Find the word "through" below. Copy each line that has it.

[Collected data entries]
══════════

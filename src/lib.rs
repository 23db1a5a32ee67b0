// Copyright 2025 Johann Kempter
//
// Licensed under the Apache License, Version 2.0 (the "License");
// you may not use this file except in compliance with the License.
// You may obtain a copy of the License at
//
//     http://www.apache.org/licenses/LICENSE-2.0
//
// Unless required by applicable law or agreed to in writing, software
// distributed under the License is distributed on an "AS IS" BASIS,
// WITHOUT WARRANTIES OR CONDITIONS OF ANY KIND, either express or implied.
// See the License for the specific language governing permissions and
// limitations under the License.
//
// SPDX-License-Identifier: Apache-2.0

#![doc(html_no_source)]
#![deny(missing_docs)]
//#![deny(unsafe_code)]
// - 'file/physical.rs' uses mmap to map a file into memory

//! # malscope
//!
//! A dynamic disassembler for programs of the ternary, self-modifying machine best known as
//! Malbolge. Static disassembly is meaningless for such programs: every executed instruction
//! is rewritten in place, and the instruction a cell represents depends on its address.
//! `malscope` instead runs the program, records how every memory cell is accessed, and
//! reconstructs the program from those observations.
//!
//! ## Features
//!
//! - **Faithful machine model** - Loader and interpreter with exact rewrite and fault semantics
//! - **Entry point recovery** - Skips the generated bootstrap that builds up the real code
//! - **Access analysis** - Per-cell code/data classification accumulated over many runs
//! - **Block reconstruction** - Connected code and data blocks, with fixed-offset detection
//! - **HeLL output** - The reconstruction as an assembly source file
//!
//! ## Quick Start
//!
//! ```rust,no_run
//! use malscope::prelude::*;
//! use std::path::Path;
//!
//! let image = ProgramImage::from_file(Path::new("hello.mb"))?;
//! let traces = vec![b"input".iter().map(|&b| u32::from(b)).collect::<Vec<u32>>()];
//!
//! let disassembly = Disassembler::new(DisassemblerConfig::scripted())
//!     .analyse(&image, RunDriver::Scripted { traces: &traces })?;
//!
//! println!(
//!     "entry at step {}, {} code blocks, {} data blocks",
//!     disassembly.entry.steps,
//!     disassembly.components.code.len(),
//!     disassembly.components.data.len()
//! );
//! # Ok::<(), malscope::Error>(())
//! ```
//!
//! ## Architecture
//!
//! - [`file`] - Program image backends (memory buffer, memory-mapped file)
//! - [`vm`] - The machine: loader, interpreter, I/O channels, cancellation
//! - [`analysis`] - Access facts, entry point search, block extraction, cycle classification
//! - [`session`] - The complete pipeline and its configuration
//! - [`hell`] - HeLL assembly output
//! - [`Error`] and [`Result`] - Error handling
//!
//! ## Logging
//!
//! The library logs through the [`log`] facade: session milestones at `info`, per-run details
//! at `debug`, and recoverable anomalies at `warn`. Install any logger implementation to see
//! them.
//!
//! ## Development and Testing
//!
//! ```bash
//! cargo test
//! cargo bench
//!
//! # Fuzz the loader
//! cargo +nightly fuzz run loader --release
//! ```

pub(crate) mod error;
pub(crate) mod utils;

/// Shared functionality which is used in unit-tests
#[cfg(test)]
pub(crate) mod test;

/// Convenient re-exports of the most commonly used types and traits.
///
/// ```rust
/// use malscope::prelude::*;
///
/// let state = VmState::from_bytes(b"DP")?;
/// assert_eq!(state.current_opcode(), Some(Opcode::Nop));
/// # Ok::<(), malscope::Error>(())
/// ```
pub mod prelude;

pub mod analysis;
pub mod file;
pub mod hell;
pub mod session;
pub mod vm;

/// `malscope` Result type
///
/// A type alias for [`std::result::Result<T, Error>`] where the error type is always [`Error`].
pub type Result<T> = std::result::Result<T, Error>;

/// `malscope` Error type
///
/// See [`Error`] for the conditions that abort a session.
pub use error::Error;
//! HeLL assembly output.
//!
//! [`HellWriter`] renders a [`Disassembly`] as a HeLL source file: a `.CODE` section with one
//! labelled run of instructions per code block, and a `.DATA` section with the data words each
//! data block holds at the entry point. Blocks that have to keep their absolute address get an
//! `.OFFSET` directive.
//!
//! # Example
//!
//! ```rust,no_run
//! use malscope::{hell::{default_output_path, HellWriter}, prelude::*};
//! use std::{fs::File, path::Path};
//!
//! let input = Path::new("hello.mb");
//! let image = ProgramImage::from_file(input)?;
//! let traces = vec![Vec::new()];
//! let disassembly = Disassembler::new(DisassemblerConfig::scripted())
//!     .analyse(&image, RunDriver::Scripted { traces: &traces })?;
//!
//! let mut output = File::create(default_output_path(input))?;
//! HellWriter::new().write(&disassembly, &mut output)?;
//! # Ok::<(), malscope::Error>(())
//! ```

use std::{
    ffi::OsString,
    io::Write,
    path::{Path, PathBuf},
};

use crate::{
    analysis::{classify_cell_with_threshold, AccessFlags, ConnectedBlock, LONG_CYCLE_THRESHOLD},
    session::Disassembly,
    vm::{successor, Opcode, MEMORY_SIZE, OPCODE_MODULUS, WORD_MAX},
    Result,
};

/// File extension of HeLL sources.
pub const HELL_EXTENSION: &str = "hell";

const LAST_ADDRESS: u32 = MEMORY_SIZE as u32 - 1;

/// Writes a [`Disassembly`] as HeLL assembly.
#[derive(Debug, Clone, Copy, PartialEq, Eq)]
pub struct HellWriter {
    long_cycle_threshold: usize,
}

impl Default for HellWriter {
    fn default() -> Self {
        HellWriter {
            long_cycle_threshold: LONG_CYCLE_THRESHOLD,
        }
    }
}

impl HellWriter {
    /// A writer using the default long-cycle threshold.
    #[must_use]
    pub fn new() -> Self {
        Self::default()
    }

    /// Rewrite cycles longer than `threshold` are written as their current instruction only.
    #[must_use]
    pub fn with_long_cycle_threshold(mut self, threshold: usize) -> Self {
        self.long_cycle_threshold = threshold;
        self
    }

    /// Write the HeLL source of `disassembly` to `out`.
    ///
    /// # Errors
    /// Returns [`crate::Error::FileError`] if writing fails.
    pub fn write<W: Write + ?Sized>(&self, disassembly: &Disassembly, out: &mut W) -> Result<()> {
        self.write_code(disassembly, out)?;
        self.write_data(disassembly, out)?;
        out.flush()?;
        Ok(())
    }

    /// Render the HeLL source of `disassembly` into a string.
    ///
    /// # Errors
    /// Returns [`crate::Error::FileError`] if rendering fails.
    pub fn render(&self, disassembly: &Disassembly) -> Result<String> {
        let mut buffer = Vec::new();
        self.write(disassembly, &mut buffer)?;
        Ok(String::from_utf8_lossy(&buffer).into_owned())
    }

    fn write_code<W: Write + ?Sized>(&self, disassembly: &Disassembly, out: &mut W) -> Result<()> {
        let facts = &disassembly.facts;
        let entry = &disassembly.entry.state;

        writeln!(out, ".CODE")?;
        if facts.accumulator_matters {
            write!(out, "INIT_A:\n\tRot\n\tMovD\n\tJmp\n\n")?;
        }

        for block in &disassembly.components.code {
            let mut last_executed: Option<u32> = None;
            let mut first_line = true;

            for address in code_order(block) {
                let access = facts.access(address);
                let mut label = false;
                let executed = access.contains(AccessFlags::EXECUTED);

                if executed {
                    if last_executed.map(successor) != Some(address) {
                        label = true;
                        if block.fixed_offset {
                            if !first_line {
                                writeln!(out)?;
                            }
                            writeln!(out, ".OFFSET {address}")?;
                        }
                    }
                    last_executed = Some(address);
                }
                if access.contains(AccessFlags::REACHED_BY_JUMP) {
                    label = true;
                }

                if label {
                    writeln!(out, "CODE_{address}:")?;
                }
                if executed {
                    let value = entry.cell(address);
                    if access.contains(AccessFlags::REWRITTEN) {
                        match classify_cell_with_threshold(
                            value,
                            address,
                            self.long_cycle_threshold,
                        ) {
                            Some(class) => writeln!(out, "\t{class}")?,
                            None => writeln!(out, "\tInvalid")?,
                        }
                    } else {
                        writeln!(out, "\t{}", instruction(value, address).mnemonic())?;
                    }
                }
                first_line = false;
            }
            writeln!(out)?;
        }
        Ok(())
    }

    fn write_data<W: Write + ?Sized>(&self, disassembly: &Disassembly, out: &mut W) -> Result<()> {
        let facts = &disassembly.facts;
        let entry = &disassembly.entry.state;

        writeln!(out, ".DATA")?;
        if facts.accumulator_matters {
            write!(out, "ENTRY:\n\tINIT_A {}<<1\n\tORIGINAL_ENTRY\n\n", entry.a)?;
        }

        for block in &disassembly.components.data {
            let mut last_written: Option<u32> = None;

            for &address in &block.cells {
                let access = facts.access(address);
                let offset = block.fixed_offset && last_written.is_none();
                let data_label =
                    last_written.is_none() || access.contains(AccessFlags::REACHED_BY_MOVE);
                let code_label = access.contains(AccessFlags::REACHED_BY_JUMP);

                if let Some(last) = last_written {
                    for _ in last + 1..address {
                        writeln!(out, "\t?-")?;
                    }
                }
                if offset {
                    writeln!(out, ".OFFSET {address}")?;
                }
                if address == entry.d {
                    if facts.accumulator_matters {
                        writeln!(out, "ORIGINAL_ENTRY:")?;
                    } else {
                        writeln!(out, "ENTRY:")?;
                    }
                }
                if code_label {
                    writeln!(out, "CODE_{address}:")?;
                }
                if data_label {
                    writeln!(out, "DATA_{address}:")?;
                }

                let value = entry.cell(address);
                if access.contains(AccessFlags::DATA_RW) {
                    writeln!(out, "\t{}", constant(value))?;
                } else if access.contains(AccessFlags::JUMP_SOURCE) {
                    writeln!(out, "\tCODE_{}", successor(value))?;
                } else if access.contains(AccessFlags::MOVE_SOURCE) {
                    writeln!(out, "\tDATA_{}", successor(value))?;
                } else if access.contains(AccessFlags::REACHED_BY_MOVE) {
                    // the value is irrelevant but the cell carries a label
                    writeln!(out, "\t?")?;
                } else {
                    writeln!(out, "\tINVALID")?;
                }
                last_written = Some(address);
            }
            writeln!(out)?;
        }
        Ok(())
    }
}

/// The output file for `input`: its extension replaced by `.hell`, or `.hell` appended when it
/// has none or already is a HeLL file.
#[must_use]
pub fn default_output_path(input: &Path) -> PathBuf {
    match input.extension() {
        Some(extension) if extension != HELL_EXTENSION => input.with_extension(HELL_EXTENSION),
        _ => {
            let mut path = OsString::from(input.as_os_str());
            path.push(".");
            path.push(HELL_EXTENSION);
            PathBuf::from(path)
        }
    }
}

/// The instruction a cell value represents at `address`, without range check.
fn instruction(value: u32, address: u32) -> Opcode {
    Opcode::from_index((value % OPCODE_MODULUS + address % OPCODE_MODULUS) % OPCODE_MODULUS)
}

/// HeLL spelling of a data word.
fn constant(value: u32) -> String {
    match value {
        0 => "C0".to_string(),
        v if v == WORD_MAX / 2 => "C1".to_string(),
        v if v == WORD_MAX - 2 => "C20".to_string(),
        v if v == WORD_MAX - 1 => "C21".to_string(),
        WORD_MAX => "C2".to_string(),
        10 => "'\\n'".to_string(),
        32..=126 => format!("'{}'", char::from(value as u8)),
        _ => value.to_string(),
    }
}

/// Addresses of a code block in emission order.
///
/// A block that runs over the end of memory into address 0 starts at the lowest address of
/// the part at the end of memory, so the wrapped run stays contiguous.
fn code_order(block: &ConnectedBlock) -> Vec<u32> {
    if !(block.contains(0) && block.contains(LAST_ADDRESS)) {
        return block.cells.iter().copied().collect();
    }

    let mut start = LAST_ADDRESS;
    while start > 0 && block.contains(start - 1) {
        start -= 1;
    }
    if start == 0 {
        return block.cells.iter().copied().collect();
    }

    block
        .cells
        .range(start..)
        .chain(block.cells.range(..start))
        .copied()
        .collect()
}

══════════

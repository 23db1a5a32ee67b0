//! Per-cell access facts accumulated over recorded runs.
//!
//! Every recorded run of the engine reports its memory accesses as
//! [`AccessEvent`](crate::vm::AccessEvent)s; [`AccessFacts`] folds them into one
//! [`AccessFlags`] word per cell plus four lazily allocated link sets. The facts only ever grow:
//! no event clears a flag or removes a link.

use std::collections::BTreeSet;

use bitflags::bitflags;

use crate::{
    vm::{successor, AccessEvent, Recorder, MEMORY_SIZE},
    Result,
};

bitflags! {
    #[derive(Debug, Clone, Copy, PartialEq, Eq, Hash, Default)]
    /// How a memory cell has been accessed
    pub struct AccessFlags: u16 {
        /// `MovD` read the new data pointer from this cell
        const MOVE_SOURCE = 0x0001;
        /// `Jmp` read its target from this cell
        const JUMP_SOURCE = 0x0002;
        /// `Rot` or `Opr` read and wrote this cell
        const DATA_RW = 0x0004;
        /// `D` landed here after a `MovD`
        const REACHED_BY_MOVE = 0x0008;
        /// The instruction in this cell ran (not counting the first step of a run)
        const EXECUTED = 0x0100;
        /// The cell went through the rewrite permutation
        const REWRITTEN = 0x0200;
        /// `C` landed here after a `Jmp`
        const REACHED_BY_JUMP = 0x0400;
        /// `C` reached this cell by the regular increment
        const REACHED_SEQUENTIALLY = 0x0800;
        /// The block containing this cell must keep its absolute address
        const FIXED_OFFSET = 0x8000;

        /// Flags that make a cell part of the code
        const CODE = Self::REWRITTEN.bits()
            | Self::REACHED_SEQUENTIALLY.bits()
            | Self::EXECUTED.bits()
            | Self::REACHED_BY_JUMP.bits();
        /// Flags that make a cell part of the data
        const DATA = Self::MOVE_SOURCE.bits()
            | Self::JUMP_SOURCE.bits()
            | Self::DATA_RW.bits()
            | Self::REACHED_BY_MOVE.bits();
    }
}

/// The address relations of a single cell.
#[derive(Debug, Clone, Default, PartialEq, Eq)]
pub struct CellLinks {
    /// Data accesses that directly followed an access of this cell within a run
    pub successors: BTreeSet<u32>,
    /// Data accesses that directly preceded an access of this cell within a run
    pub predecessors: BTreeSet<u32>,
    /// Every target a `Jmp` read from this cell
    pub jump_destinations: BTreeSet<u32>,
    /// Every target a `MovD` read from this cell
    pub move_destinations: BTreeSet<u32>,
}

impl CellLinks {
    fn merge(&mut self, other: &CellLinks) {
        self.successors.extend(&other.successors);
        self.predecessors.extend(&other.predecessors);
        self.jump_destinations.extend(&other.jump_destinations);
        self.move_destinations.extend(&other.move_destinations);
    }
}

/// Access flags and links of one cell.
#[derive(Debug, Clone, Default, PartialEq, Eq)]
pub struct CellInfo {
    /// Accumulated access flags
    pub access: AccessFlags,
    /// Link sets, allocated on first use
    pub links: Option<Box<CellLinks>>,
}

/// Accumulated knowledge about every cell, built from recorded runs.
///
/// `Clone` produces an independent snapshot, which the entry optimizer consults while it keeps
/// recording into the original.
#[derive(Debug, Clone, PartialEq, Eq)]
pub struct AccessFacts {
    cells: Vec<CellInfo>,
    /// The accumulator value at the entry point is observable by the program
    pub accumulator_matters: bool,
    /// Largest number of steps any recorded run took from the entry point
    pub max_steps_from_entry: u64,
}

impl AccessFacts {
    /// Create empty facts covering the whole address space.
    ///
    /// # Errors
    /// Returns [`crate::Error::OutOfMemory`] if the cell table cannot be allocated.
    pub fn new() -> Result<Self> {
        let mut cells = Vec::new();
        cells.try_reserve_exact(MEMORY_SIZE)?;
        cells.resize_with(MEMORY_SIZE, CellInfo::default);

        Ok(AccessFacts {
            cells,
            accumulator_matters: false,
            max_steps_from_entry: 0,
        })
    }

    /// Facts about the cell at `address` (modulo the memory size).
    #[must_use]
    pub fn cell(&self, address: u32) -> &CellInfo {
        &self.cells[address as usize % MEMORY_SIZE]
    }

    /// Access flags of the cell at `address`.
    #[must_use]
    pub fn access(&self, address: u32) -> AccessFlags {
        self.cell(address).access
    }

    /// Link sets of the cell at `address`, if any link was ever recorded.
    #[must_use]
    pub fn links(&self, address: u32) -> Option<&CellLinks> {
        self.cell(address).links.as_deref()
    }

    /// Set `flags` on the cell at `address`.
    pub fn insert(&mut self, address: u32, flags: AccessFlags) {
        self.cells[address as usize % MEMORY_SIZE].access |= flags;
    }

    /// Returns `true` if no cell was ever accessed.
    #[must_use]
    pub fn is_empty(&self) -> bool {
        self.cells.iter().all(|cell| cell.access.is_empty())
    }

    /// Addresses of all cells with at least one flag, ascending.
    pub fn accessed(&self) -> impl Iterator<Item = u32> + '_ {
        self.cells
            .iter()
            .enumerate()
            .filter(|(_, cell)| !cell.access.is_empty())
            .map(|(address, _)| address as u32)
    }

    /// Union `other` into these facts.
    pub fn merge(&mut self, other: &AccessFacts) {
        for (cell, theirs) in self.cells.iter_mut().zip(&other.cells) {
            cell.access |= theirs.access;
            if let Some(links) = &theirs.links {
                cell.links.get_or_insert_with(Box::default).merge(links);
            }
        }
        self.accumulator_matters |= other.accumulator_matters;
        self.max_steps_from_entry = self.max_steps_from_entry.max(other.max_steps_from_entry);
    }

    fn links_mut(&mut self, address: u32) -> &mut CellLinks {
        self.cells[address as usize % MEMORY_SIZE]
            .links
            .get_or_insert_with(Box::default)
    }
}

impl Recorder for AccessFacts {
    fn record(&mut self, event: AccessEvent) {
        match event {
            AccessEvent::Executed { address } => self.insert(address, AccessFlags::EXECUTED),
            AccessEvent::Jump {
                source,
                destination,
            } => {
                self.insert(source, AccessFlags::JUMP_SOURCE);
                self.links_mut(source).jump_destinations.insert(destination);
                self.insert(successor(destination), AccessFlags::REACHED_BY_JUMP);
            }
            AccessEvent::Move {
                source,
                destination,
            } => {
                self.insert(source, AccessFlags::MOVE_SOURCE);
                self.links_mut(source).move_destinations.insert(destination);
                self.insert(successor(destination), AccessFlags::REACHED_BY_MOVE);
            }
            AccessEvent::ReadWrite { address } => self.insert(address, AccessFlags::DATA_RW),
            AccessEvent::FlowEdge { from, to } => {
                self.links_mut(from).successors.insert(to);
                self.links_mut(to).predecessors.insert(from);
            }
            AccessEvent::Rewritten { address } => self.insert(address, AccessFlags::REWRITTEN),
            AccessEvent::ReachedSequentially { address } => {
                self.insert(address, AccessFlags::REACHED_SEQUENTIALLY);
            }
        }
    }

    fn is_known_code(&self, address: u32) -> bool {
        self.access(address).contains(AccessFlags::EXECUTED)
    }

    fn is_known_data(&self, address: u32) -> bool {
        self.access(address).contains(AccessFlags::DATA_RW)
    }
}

══════════

- [RESULT]
//! The library logs through the [`log`] facade: session milestones at `info`, per-run details
        /// The cell went through the rewrite permutation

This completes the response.